TEKNOFEST ziyaretinden notlar: Afyoncu’dan tarım ve savunma teknolojilerine vurgu yapan kapsamlı içgörü ve özet.
MSÜ Rektörü Prof. Dr. Erhan Afyoncu, İsrail Başbakanı Netanyahu’nun Siloam Kitabesiyle ilgili açıklamalarını değerlendirdi. Kitabenin, antik bir su kanalına dair kayda değer bir örnek olduğunu belirten Afyoncu, “Kudüs’te en uzun süreli hakimiyetin 800 yıl Türkler tarafından kurulduğu” ifadesini net biçimde vurguladı. Bu açıklamanın ardından TEKNOFEST’i ziyaret eden Afyoncu, TÜME standında tarım teknolojilerinin nasıl ilerlediğini inceledi ve AA muhabirine bu deneyimlerden izlenimlerini aktardı.
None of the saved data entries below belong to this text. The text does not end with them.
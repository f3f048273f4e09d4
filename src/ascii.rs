//! ASCII rendering of a hex grid for the CLI.
//!
//! Odd rows are indented by one column so the brick-pattern offset of
//! the hex layout survives in plain text. North is the top line.

use crate::cell::HexCell;
use crate::grid::HexGrid;

/// ASCII rendering modes
#[derive(Clone, Copy, Debug, PartialEq)]
pub enum AsciiMode {
    /// Show terrain characters with water and rivers
    Terrain,
    /// Show elevation gradient
    Height,
}

impl AsciiMode {
    pub fn name(&self) -> &'static str {
        match self {
            AsciiMode::Terrain => "Terrain",
            AsciiMode::Height => "Height",
        }
    }
}

/// Get ASCII character for one cell's terrain
pub fn terrain_char(cell: &HexCell) -> char {
    if cell.is_underwater() {
        '~'
    } else if cell.has_river() {
        '='
    } else {
        match cell.terrain_type_index {
            0 => 'd', // sand
            1 => '"', // grass
            2 => 'T', // mud / dense growth
            3 => '^', // stone
            4 => '_', // snow / barren
            _ => '?',
        }
    }
}

/// Get ASCII character for elevation (gradient over the usual -2..8)
pub fn height_char(elevation: i32) -> char {
    const CHARS: &[char] = &['~', '.', '-', '=', '+', '*', '#', '%', '^', 'A', 'M'];
    let idx = (elevation + 2).clamp(0, CHARS.len() as i32 - 1) as usize;
    CHARS[idx]
}

/// Render a grid to an ASCII string
pub fn render_map(grid: &HexGrid, mode: AsciiMode) -> String {
    render_with(grid, |cell| match mode {
        AsciiMode::Terrain => terrain_char(cell),
        AsciiMode::Height => height_char(cell.elevation),
    })
}

/// Render a grid with a path overlaid as `o`, endpoints as `A` and `B`.
pub fn render_path(grid: &HexGrid, path: &[usize]) -> String {
    render_with(grid, |cell| {
        if let Some(position) = path.iter().position(|&p| p == cell.index) {
            if position == 0 {
                'A'
            } else if position == path.len() - 1 {
                'B'
            } else {
                'o'
            }
        } else {
            terrain_char(cell)
        }
    })
}

fn render_with<F: Fn(&HexCell) -> char>(grid: &HexGrid, cell_char: F) -> String {
    let width = grid.cell_count_x as usize;
    let mut result = String::with_capacity((2 * width + 2) * grid.cell_count_z as usize);
    for z in (0..grid.cell_count_z).rev() {
        if z & 1 == 1 {
            result.push(' ');
        }
        for x in 0..grid.cell_count_x {
            let cell = &grid.cells[(x + z * grid.cell_count_x) as usize];
            result.push(cell_char(cell));
            result.push(' ');
        }
        result.push('\n');
    }
    result
}

/// Generate legend for terrain characters
pub fn terrain_legend() -> String {
    "=== TERRAIN LEGEND ===\n\
     ~ water        = river\n\
     d sand         \" grass       T dense growth\n\
     ^ stone        _ barren\n"
        .to_string()
}
#[cfg(test)]
mod tests {
    use super::*;

    #[test]
    fn test_create_map_rejects_bad_dimensions() {
        let mut grid = HexGrid::new(5, 5, false);
        assert!(matches!(
            grid.create_map(7, 5, false),
            Err(MapError::InvalidDimensions { .. })
        ));
        assert!(matches!(
            grid.create_map(5, 0, false),
            Err(MapError::InvalidDimensions { .. })
        ));
        // The old map survives a rejected request.
        assert_eq!(grid.cell_count(), 25);

        assert!(grid.create_map(10, 15, false).is_ok());
        assert_eq!(grid.cell_count(), 150);
    }

    #[test]
    fn test_neighbor_links_are_mutual() {
        let grid = HexGrid::new(6, 6, false);
        for cell in &grid.cells {
            for direction in HexDirection::all() {
                if let Some(neighbor) = cell.neighbor(direction) {
                    assert_eq!(
                        grid.cells[neighbor].neighbor(direction.opposite()),
                        Some(cell.index)
                    );
                }
            }
        }
    }

    #[test]
    fn test_wrapping_connects_east_west_edges() {
        let grid = HexGrid::new(6, 4, true);
        // Row 0: last cell's east neighbor is the row's first cell.
        assert_eq!(grid.cells[5].neighbor(HexDirection::E), Some(0));
        assert_eq!(grid.cells[0].neighbor(HexDirection::W), Some(5));

        let bounded = HexGrid::new(6, 4, false);
        assert_eq!(bounded.cells[5].neighbor(HexDirection::E), None);
    }

    #[test]
    fn test_coordinate_lookup_round_trips() {
        let grid = HexGrid::new(8, 6, false);
        for cell in &grid.cells {
            assert_eq!(grid.cell_index_at(cell.coordinates), Some(cell.index));
        }
        assert_eq!(grid.cell_index_at(HexCoordinates::new(100, 0)), None);
        assert_eq!(grid.cell_index_at(HexCoordinates::new(0, -1)), None);
    }

    #[test]
    fn test_river_never_flows_uphill() {
        let mut grid = HexGrid::new(6, 6, false);
        let a = 14;
        let b = grid.cells[a].neighbor(HexDirection::E).unwrap();
        grid.set_elevation(a, 1);
        grid.set_elevation(b, 3);

        grid.set_outgoing_river(a, HexDirection::E);
        assert_eq!(grid.cells[a].outgoing_river, None);

        grid.set_outgoing_river(b, HexDirection::W);
        assert_eq!(grid.cells[b].outgoing_river, Some(HexDirection::W));
        assert_eq!(grid.cells[a].incoming_river, Some(HexDirection::E));
    }

    #[test]
    fn test_raising_terrain_removes_invalid_river() {
        let mut grid = HexGrid::new(6, 6, false);
        let a = 14;
        let b = grid.cells[a].neighbor(HexDirection::E).unwrap();
        grid.set_elevation(a, 2);
        grid.set_elevation(b, 1);
        grid.set_outgoing_river(a, HexDirection::E);
        assert!(grid.cells[a].has_river());

        // Lifting the downstream cell above the source breaks the river.
        grid.set_elevation(b, 4);
        assert!(!grid.cells[a].has_river());
        assert!(!grid.cells[b].has_river());
    }

    #[test]
    fn test_incoming_river_is_displaced_not_duplicated() {
        let mut grid = HexGrid::new(6, 6, false);
        let center = 14;
        let east = grid.cells[center].neighbor(HexDirection::E).unwrap();
        let west = grid.cells[center].neighbor(HexDirection::W).unwrap();
        grid.set_elevation(east, 2);
        grid.set_elevation(west, 2);

        grid.set_outgoing_river(east, HexDirection::W);
        assert_eq!(grid.cells[center].incoming_river, Some(HexDirection::E));

        grid.set_outgoing_river(west, HexDirection::E);
        assert_eq!(grid.cells[center].incoming_river, Some(HexDirection::W));
        // The displaced river's source lost its outgoing link.
        assert_eq!(grid.cells[east].outgoing_river, None);
    }

    #[test]
    fn test_roads_refused_on_rivers_and_cliffs() {
        let mut grid = HexGrid::new(6, 6, false);
        let a = 14;
        let b = grid.cells[a].neighbor(HexDirection::E).unwrap();

        grid.set_elevation(b, 3);
        grid.add_road(a, HexDirection::E);
        assert!(!grid.cells[a].has_road_through_edge(HexDirection::E));

        grid.set_elevation(b, 1);
        grid.add_road(a, HexDirection::E);
        assert!(grid.cells[a].has_road_through_edge(HexDirection::E));
        assert!(grid.cells[b].has_road_through_edge(HexDirection::W));

        // A new river washes the road away.
        grid.set_elevation(a, 1);
        grid.set_outgoing_river(a, HexDirection::E);
        assert!(!grid.cells[a].has_road_through_edge(HexDirection::E));
    }

    #[test]
    fn test_road_removed_when_slope_becomes_cliff() {
        let mut grid = HexGrid::new(6, 6, false);
        let a = 14;
        let b = grid.cells[a].neighbor(HexDirection::E).unwrap();
        grid.add_road(a, HexDirection::E);
        assert!(grid.cells[a].has_road_through_edge(HexDirection::E));

        grid.set_elevation(b, 2);
        assert!(!grid.cells[a].has_road_through_edge(HexDirection::E));
        assert!(!grid.cells[b].has_road_through_edge(HexDirection::W));
    }

    #[test]
    fn test_unit_occupancy_and_removal() {
        let mut grid = HexGrid::new(6, 6, false);
        let u0 = grid.add_unit(HexUnit::new(), 10, 0.0).unwrap();
        assert_eq!(grid.cells[10].unit, Some(u0));
        // Occupied cell refuses a second unit.
        assert_eq!(grid.add_unit(HexUnit::new(), 10, 0.0), None);

        let u1 = grid.add_unit(HexUnit::new(), 20, 90.0).unwrap();
        grid.remove_unit(u0);
        assert_eq!(grid.cells[10].unit, None);
        // The swapped-in unit's back-reference is patched.
        assert_eq!(grid.cells[20].unit, Some(0));
        assert_eq!(grid.units[0].location, 20);
        let _ = u1;
    }

    #[test]
    fn test_underwater_cell_refuses_units() {
        let mut grid = HexGrid::new(6, 6, false);
        grid.set_water_level(10, 2);
        assert!(grid.cells[10].is_underwater());
        assert_eq!(grid.add_unit(HexUnit::new(), 10, 0.0), None);
    }
}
Afyoncu, TEKNOFEST’in uzun süredir istikrarlı bir başarıyla sürdüğünü ifade ederken, festivalin gençliği üretime yönelten bir yapıya sahip olduğunu belirtti. Aksaray, Konya, Bursa ve diğer illerden gelen lise ve üniversite öğrencilerinin su altı aracı, roket ve karıştırma cihazı gibi projeler üzerinde çalıştığını gördüğünü söyledi. “TEKNOFEST’in en önemli özelliği üretken bir gençliğin gelmesi” sözleriyle bu etkiyi özetledi.
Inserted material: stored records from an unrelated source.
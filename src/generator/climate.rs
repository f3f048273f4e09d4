//! Climate simulation: evaporation, clouds, precipitation, runoff.
//!
//! A fixed number of cycles move moisture between cells. Water cells
//! evaporate into clouds, clouds precipitate and are blown onward with
//! a bias away from the wind direction, and surface moisture runs off
//! downhill (or seeps sideways) to neighbors. The result is a moisture
//! value per cell that drives river placement and terrain typing.

use crate::coords::HexDirection;
use crate::grid::HexGrid;

use super::GenerationConfig;

/// Cycles of the moisture loop. More stops changing the picture much.
const CLIMATE_CYCLES: u32 = 40;

#[derive(Clone, Copy, Debug, Default)]
struct ClimateData {
    clouds: f32,
    moisture: f32,
}

/// Run the climate loop and return the final moisture per cell.
pub fn simulate(grid: &HexGrid, config: &GenerationConfig) -> Vec<f32> {
    let cell_count = grid.cell_count();
    let mut climate = vec![
        ClimateData {
            clouds: 0.0,
            moisture: config.starting_moisture,
        };
        cell_count
    ];
    let mut next_climate = vec![ClimateData::default(); cell_count];

    for _ in 0..CLIMATE_CYCLES {
        for cell_index in 0..cell_count {
            evolve_climate(grid, config, cell_index, &mut climate, &mut next_climate);
        }
        std::mem::swap(&mut climate, &mut next_climate);
    }

    climate.iter().map(|data| data.moisture).collect()
}

fn evolve_climate(
    grid: &HexGrid,
    config: &GenerationConfig,
    cell_index: usize,
    climate: &mut [ClimateData],
    next_climate: &mut [ClimateData],
) {
    let cell = &grid.cells[cell_index];
    let mut cell_climate = climate[cell_index];

    if cell.is_underwater() {
        cell_climate.moisture = 1.0;
        cell_climate.clouds += config.evaporation_factor;
    } else {
        let evaporation = cell_climate.moisture * config.evaporation_factor;
        cell_climate.moisture -= evaporation;
        cell_climate.clouds += evaporation;
    }

    let precipitation = cell_climate.clouds * config.precipitation_factor;
    cell_climate.clouds -= precipitation;
    cell_climate.moisture += precipitation;

    // Thin air over high ground forces clouds to rain out.
    let cloud_maximum =
        1.0 - cell.view_elevation() as f32 / (config.elevation_maximum as f32 + 1.0);
    if cell_climate.clouds > cloud_maximum {
        cell_climate.moisture += cell_climate.clouds - cloud_maximum;
        cell_climate.clouds = cloud_maximum;
    }

    let main_dispersal_direction = config.wind_direction.opposite();
    let cloud_dispersal = cell_climate.clouds * (1.0 / (5.0 + config.wind_strength));
    let runoff = cell_climate.moisture * config.runoff_factor * (1.0 / 6.0);
    let seepage = cell_climate.moisture * config.seepage_factor * (1.0 / 6.0);

    for direction in HexDirection::all() {
        let Some(neighbor_index) = cell.neighbor(direction) else {
            continue;
        };
        let mut neighbor_climate = next_climate[neighbor_index];

        if direction == main_dispersal_direction {
            neighbor_climate.clouds += cloud_dispersal * config.wind_strength;
        } else {
            neighbor_climate.clouds += cloud_dispersal;
        }

        let elevation_delta =
            grid.cells[neighbor_index].view_elevation() - cell.view_elevation();
        if elevation_delta < 0 {
            cell_climate.moisture -= runoff;
            neighbor_climate.moisture += runoff;
        } else if elevation_delta == 0 {
            cell_climate.moisture -= seepage;
            neighbor_climate.moisture += seepage;
        }

        next_climate[neighbor_index] = neighbor_climate;
    }

    let mut next_cell_climate = next_climate[cell_index];
    next_cell_climate.moisture += cell_climate.moisture;
    if next_cell_climate.moisture > 1.0 {
        next_cell_climate.moisture = 1.0;
    }
    next_climate[cell_index] = next_cell_climate;
    climate[cell_index] = ClimateData::default();
}

#[cfg(test)]
mod tests {
    use super::*;

    fn island_grid() -> (HexGrid, GenerationConfig) {
        let config = GenerationConfig::default();
        let mut grid = HexGrid::new(10, 10, false);
        for cell in &mut grid.cells {
            cell.water_level = config.water_level;
        }
        // A dry plateau in the middle of the sea.
        for z in 3..7 {
            for x in 3..7 {
                let i = (x + z * 10) as usize;
                grid.cells[i].elevation = 4;
            }
        }
        (grid, config)
    }

    #[test]
    fn test_moisture_stays_in_unit_range() {
        let (grid, config) = island_grid();
        let moisture = simulate(&grid, &config);
        for &m in &moisture {
            assert!((0.0..=1.0).contains(&m), "moisture {} out of range", m);
        }
    }

    #[test]
    fn test_underwater_cells_are_saturated() {
        let (grid, config) = island_grid();
        let moisture = simulate(&grid, &config);
        for (i, cell) in grid.cells.iter().enumerate() {
            if cell.is_underwater() {
                assert_eq!(moisture[i], 1.0);
            }
        }
    }

    #[test]
    fn test_land_near_water_is_wetter_than_starting_moisture() {
        let (grid, config) = island_grid();
        let moisture = simulate(&grid, &config);
        // Coastal plateau cell, adjacent to open sea.
        let coastal = 33usize;
        assert!(!grid.cells[coastal].is_underwater());
        assert!(moisture[coastal] > config.starting_moisture);
    }
}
Tarım teknolojileri alanındaki buluşların savunma sanayi kadar kritik olduğuna işaret eden Afyoncu, modern üretim metodlarının ülke genelinde yaygınlaşması gerektiğini dile getirdi. Özellikle TÜME standında görülen gelişmeleri önemsediğini belirten rektör, gıda güvenliğinin de savunma sanayisi kadar stratejik olduğunu vurguladı.
İsrail’in Siloam Kitabesiyle ilgili argümanlarına değinen Afyoncu, şu yönlere işaret etti: “İsrail kendisine tarihi bir zeminden yeni bir anlatı inşa etme peşinde. Filistin topraklarında ve Kudüs’te uzun süredir hak iddia eden milletler arasında Türkler öne çıkan konumdadır.” Kitabenin eski bir su kanalı hikâyesine yönelik olduğuna dikkat çekti ve bu objenin kültürel miras bağlamında tartışmalı yönlerini anlattı. Buna göre, kitabenin milattan önce 8. yüzyıla ait olduğu ve günümüzde İstanbul Arkeoloji Müzeleri’nde bulunduğu bilgisi paylaşıldı; fakat müzede sergilenip sergilenmediği konusunda net bir durum olmadığını belirtti.
Afyoncu, İsrailli yetkililerin objeyi geri talep ettiği iddialarını da değerlendirdi ve bu taleplerin karşılanmadığını aktardı. Kudüs’ün 1882 itibarıyla Osmanlı toprağı olduğuna işaret ederek, kendi topraklarındaki objelerin ülkelerinin müzelerine getirilmesinin tarihsel bağlamını vurguladı. Son olarak, kitabenin “kutsal” bir obje olmadığına dikkat çekerek, bu eserin de su kanalıyla bağlantılı bir tarihi kayıt olduğuna değindi ve Kudüs’teki hakimiyet tartışmalarıyla ilişkilendirdi.